Personal information
- Full name: Matthew Dixon
- Date of birth: 19 December 1994 (age 31)
- Place of birth: Kingston upon Hull, England
- Height: 5 ft 9 in (1.74 m)
- Position: Midfielder

Team information
- Current team: Whitby Town

Youth career
- 200?–2014: Hull City

Senior career*
- Years: Team / Apps / (Gls)
- 2014–2016: Hull City / 0 / (0)
- 2014–2015: → Gainsborough Trinity (loan) / 7 / (0)
- 2016–2017: York City / 20 / (0)
- 2017: North Ferriby United / 15 / (0)
- 2017–2018: Spennymoor Town / 28 / (0)
- 2018–2019: Scarborough Athletic
- 2019–: Whitby Town

= Matty Dixon =

English footballer

Matthew Dixon (born 19 December 1994) is an English semi-professional footballer who plays as a midfielder for club Whitby Town. He has played in the Football League for York City.

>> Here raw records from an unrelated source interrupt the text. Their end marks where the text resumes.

//! Schema definition and application.
//!
//! Applied imperatively with `IF NOT EXISTS` rather than through
//! `sqlx::migrate!`, since this workspace ships a single, append-only schema
//! with no versioned migrations to track yet.

use sqlx::sqlite::SqlitePool;

use crate::error::{Result, StorageError};

const CREATE_SOURCE_TABLE: &str = "
CREATE TABLE IF NOT EXISTS taxonomy_source (
    source_id    INTEGER PRIMARY KEY AUTOINCREMENT,
    path         TEXT NOT NULL UNIQUE,
    version_date TEXT NOT NULL
)";

const CREATE_EVENT_TABLE: &str = "
CREATE TABLE IF NOT EXISTS event (
    id           INTEGER PRIMARY KEY AUTOINCREMENT,
    event_kind   TEXT NOT NULL CHECK (event_kind IN ('create', 'alter', 'delete')),
    tax_id       TEXT NOT NULL,
    version_date TEXT NOT NULL,
    name         TEXT,
    rank         TEXT,
    parent_id    TEXT,
    source_id    INTEGER NOT NULL REFERENCES taxonomy_source(source_id)
)";

const CREATE_TAX_ID_INDEX: &str = "CREATE INDEX IF NOT EXISTS idx_event_tax_id ON event(tax_id)";
const CREATE_PARENT_ID_INDEX: &str =
    "CREATE INDEX IF NOT EXISTS idx_event_parent_id ON event(parent_id)";
const CREATE_VERSION_DATE_INDEX: &str =
    "CREATE INDEX IF NOT EXISTS idx_event_version_date ON event(version_date)";
const CREATE_TAX_ID_VERSION_INDEX: &str =
    "CREATE INDEX IF NOT EXISTS idx_event_tax_id_version_date ON event(tax_id, version_date)";
const CREATE_NAME_VERSION_INDEX: &str =
    "CREATE INDEX IF NOT EXISTS idx_event_name_version_date ON event(name, version_date)";
// A case-insensitive index alongside the FTS5 table: FTS handles ranked
// phrase/prefix search, this one backs a plain `WHERE name = ? COLLATE
// NOCASE` lookup without going through the tokenizer.
const CREATE_NAME_NOCASE_INDEX: &str =
    "CREATE INDEX IF NOT EXISTS idx_event_name_nocase ON event(name COLLATE NOCASE)";

// `name_fts` carries `tax_id` and `version_date` directly as UNINDEXED
// columns so lookups never rejoin on `name` (which two distinct taxa can
// share). Its rowid is kept in lockstep with `event.id` on insert. This is a
// standalone (not external-content, not contentless) FTS5 table: the
// UNINDEXED columns need to be retrievable by a plain `SELECT`, which a
// contentless (`content=''`) table does not guarantee.
const CREATE_NAME_FTS: &str = "
CREATE VIRTUAL TABLE IF NOT EXISTS name_fts USING fts5(
    name,
    tax_id UNINDEXED,
    version_date UNINDEXED
)";

pub async fn apply(pool: &SqlitePool) -> Result<()> {
    sqlx::query("PRAGMA journal_mode = WAL")
        .execute(pool)
        .await
        .map_err(StorageError::Sqlx)?;
    sqlx::query("PRAGMA foreign_keys = ON")
        .execute(pool)
        .await
        .map_err(StorageError::Sqlx)?;
    sqlx::query("PRAGMA synchronous = NORMAL")
        .execute(pool)
        .await
        .map_err(StorageError::Sqlx)?;

    for statement in [
        CREATE_SOURCE_TABLE,
        CREATE_EVENT_TABLE,
        CREATE_TAX_ID_INDEX,
        CREATE_PARENT_ID_INDEX,
        CREATE_VERSION_DATE_INDEX,
        CREATE_TAX_ID_VERSION_INDEX,
        CREATE_NAME_VERSION_INDEX,
        CREATE_NAME_NOCASE_INDEX,
        CREATE_NAME_FTS,
    ] {
        sqlx::query(statement)
            .execute(pool)
            .await
            .map_err(StorageError::Sqlx)?;
    }

    Ok(())
}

Dixon started his career with hometown club Hull City, signing a professional contract in May 2013. He had a loan spell with Conference North club Gainsborough Trinity in the 2014–15 season, before making his first-team debut for Hull in a League Cup match in August 2015. Dixon signed for League Two club York City in January 2016, although the club was relegated to the National League in 2015–16. He signed for National League club North Ferriby United in February 2017 before spending 2017–18 with National League North club Spennymoor Town.

==Early life==
Dixon was born in Kingston upon Hull, Humberside. He was raised in Brandesburton and attended Hornsea School.

==Career==
===Hull City===
Dixon began his career with Hull City's youth system at the age of eight and went on to captain the under-18 and under-21 teams. After progressing through the youth teams at the club, he signed a professional contract in May 2013. He joined Conference North club Gainsborough Trinity one a one-month loan on 23 December 2014, making his debut three days later starting in a 3–0 home win over North Ferriby United. Dixon finished the loan with seven appearances. He made his first-team debut for Hull on 11 August 2015 in a League Cup match against Accrington Stanley.

===York City===
Dixon signed for League Two club York City on 15 January 2016 on a one-and-a-half-year contract on a free transfer. He was signed as a replacement for Ben Godfrey, who had left York for Premier League club Norwich City. His debut came on 23 January 2016 as a starter in York's 1–1 away draw with Carlisle United, and manager Jackie McNamara commented that he was "excellent for his debut and passed the ball well on a difficult afternoon". According to Dave Flett of The Press, however, Dixon "found it difficult to impose himself on proceedings", and that he would "need to come to terms with the speed of the professional game if he is to progress next season". He made seven appearances for York in 2015–16 as they were relegated to the National League after finishing bottom of League Two.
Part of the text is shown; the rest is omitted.